=== Begin Enclosure ===

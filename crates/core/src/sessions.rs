//! Lifecycle controller: the public face of sqlw.
//!
//! [`Sessions`] owns the registry and sequences the multi-step operations
//! (create then open, close then delete then tear down, create then import).

use std::sync::Arc;

use sqlw_protocol::{Command, Record, Reply, Snapshot, SqlValue};
use sqlw_runtime::{
	CancellationToken, Created, DB_EXTENSION_ALIASES, DurableStore, Error, Imported, Registry,
	Result, SessionHandle, StorageProbe,
};
use tokio::sync::broadcast;

use crate::config::SessionsConfig;
use crate::publish::{BroadcastHub, DOWNLOAD_TOPIC, SnapshotMessage, SnapshotPublisher};

/// Session name used when a caller does not pick one.
pub const DEFAULT_SESSION: &str = "default";

/// Splits an upload file name into its session name, accepting only database
/// extensions.
///
/// ```ignore
/// assert_eq!(parse_upload_name("foo.sqlite3")?, "foo");
/// assert!(parse_upload_name("foo.txt").is_err());
/// ```
pub fn parse_upload_name(file_name: &str) -> Result<&str> {
	let unsupported = || Error::UnsupportedExtension {
		file_name: file_name.to_string(),
	};

	let (base, extension) = file_name.rsplit_once('.').ok_or_else(unsupported)?;
	let recognized = DB_EXTENSION_ALIASES
		.iter()
		.any(|alias| alias.eq_ignore_ascii_case(extension));
	if !recognized || base.is_empty() {
		return Err(unsupported());
	}
	Ok(base)
}

/// Controller for a set of named sessions.
pub struct Sessions {
	registry: Registry,
	store: Option<DurableStore>,
	publisher: Arc<dyn SnapshotPublisher>,
	hub: Option<Arc<BroadcastHub>>,
}

impl Sessions {
	/// Creates a controller publishing downloads on an in-process
	/// [`BroadcastHub`].
	pub fn new(config: SessionsConfig) -> Self {
		let hub = Arc::new(BroadcastHub::new(config.broadcast_capacity));
		let publisher: Arc<dyn SnapshotPublisher> = hub.clone();
		let mut sessions = Self::from_parts(&config, config.probe(), publisher);
		sessions.hub = Some(hub);
		sessions
	}

	/// Creates a controller with an explicit storage probe and publisher.
	pub fn from_parts(
		config: &SessionsConfig,
		probe: Arc<dyn StorageProbe>,
		publisher: Arc<dyn SnapshotPublisher>,
	) -> Self {
		let registry = Registry::new(probe)
			.with_launch_mode(config.launch_mode.clone())
			.with_call_timeout(config.call_timeout);

		Self {
			registry,
			store: config.store(),
			publisher,
			hub: None,
		}
	}

	pub fn registry(&self) -> &Registry {
		&self.registry
	}

	/// Looks up a live session.
	pub fn resolve(&self, name: &str) -> Option<Arc<SessionHandle>> {
		self.registry.resolve(name)
	}

	/// Names of all live sessions, sorted.
	pub fn session_names(&self) -> Vec<String> {
		self.registry.names()
	}

	/// Listens for snapshots published by [`download_db`](Self::download_db).
	///
	/// `None` when the controller was built with a custom publisher.
	pub fn subscribe_downloads(&self) -> Option<broadcast::Receiver<SnapshotMessage>> {
		self.hub.as_ref().map(|hub| hub.subscribe(DOWNLOAD_TOPIC))
	}

	/// Starts a context for `name` and opens its database.
	///
	/// Fails immediately with [`Error::AlreadyExists`] if the name is taken.
	/// If the database cannot be opened the new context is torn down again.
	pub async fn create_db(&self, name: &str) -> Result<Created> {
		let handle = self.registry.create(name)?;
		match handle.create_db().await {
			Ok(created) => {
				tracing::info!(session = %name, backend = ?created.backend, "Session created");
				Ok(created)
			}
			Err(e) => {
				tracing::warn!(session = %name, "Failed to open database, discarding session: {}", e);
				self.discard(name, &handle);
				Err(e)
			}
		}
	}

	/// Runs `sql` in session `name` and returns value-only rows.
	pub async fn execute_query(&self, name: &str, sql: &str) -> Result<Vec<Vec<SqlValue>>> {
		self.registry.get(name)?.execute_query(sql).await
	}

	/// Prepares `sql` in session `name`, binds `values` positionally and
	/// returns column-tagged records.
	pub async fn execute_statement(
		&self,
		name: &str,
		sql: &str,
		values: Vec<SqlValue>,
	) -> Result<Vec<Record>> {
		self.registry.get(name)?.prepare_statement(sql, values).await
	}

	/// Sends a raw command to session `name`, giving up when `cancel` fires.
	///
	/// `terminate` is routed through [`terminate`](Self::terminate), so the
	/// name is free again once it returns.
	pub async fn call(
		&self,
		name: &str,
		command: Command,
		cancel: Option<&CancellationToken>,
	) -> Result<Reply> {
		let handle = self.registry.get(name)?;
		if matches!(command, Command::Terminate) {
			self.discard(name, &handle);
			return Ok(Reply::Terminated);
		}
		handle.call_with(command, cancel).await
	}

	/// Imports a database image named `file_name` (`<session>.sqlite3` or
	/// `<session>.sqlite`), creating the session if it does not exist.
	///
	/// Unsupported extensions are rejected before any session is created.
	pub async fn upload_db(&self, file_name: &str, bytes: impl Into<Snapshot>) -> Result<Imported> {
		let name = parse_upload_name(file_name)?;
		let snapshot = bytes.into();

		let (handle, created) = match self.registry.resolve(name).filter(|h| h.is_alive()) {
			Some(handle) => (handle, false),
			None => match self.registry.create(name) {
				Ok(handle) => (handle, true),
				// created concurrently, import into that one
				Err(Error::AlreadyExists(_)) => (self.registry.get(name)?, false),
				Err(e) => return Err(e),
			},
		};

		match handle.upload_db(snapshot).await {
			Ok(imported) => {
				tracing::info!(session = %name, size = imported.size, "Snapshot imported");
				Ok(imported)
			}
			Err(e) => {
				if created {
					tracing::warn!(session = %name, "Import failed, discarding new session: {}", e);
					self.discard(name, &handle);
				}
				Err(e)
			}
		}
	}

	/// Exports session `name` and returns the image directly.
	pub async fn export(&self, name: &str) -> Result<Snapshot> {
		self.registry.get(name)?.download_db().await
	}

	/// Exports session `name` and publishes the image on
	/// [`DOWNLOAD_TOPIC`].
	///
	/// Settles once the export has succeeded or failed; delivery to
	/// listeners is not awaited.
	pub async fn download_db(&self, name: &str) -> Result<()> {
		let snapshot = self.export(name).await?;
		self.publisher
			.publish(DOWNLOAD_TOPIC, SnapshotMessage::new(name, snapshot));
		Ok(())
	}

	/// Closes the database of session `name` without stopping its context.
	pub async fn close(&self, name: &str) -> Result<()> {
		self.registry.get(name)?.close_db().await
	}

	/// Tells the context of session `name` to exit and forgets it.
	///
	/// Returns false if there was no such session.
	pub fn terminate(&self, name: &str) -> bool {
		match self.registry.remove(name) {
			Some(handle) => {
				handle.terminate();
				true
			}
			None => false,
		}
	}

	/// Deletes the persisted database of `name` and tears its session down.
	///
	/// A name without a persisted file is a no-op. Otherwise the database is
	/// closed first, and the file is removed only after the context has
	/// confirmed the close.
	pub async fn delete_and_destroy(&self, name: &str) -> Result<()> {
		let Some(store) = &self.store else {
			tracing::debug!(session = %name, "No durable storage, nothing to delete");
			return Ok(());
		};
		if store.lookup(name).is_none() {
			tracing::debug!(session = %name, "No persisted database, nothing to delete");
			return Ok(());
		}

		let handle = self.registry.resolve(name);
		if let Some(handle) = handle.as_ref().filter(|h| h.is_alive()) {
			// stays closing so nothing reopens the file before it is gone
			handle.close_and_hold().await?;
		}

		if let Err(e) = store.remove(name) {
			if let Some(handle) = &handle {
				handle.release_close();
			}
			return Err(e.into());
		}
		tracing::info!(session = %name, "Persisted database removed");

		if let Some(handle) = handle {
			self.discard(name, &handle);
		}
		Ok(())
	}

	/// Terminates every session.
	pub fn shutdown(&self) {
		self.registry.terminate_all();
	}

	fn discard(&self, name: &str, handle: &Arc<SessionHandle>) {
		// only remove the entry if it still points at this handle
		if self
			.registry
			.resolve(name)
			.is_some_and(|current| Arc::ptr_eq(&current, handle))
		{
			self.registry.remove(name);
		}
		handle.terminate();
	}
}

impl Default for Sessions {
	fn default() -> Self {
		Self::new(SessionsConfig::default())
	}
}

#[cfg(test)]
mod tests {
	use super::*;

	#[test]
	fn test_parse_upload_name() {
		assert_eq!(parse_upload_name("foo.sqlite3").unwrap(), "foo");
		assert_eq!(parse_upload_name("foo.sqlite").unwrap(), "foo");
		assert_eq!(parse_upload_name("foo.SQLITE3").unwrap(), "foo");
		assert_eq!(parse_upload_name("my.data.sqlite").unwrap(), "my.data");
	}

	#[test]
	fn test_parse_upload_name_rejects_other_extensions() {
		for file_name in ["foo.txt", "foo", "foo.db", ".sqlite3", "foo.sqlite3.bak"] {
			let err = parse_upload_name(file_name).unwrap_err();
			assert!(
				matches!(err, Error::UnsupportedExtension { .. }),
				"{file_name}: {err:?}"
			);
		}
	}
}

=== End Enclosure ===

• What the task asks
Write only the number of lines in the data where the word "named" occurs.

• Exercise response
2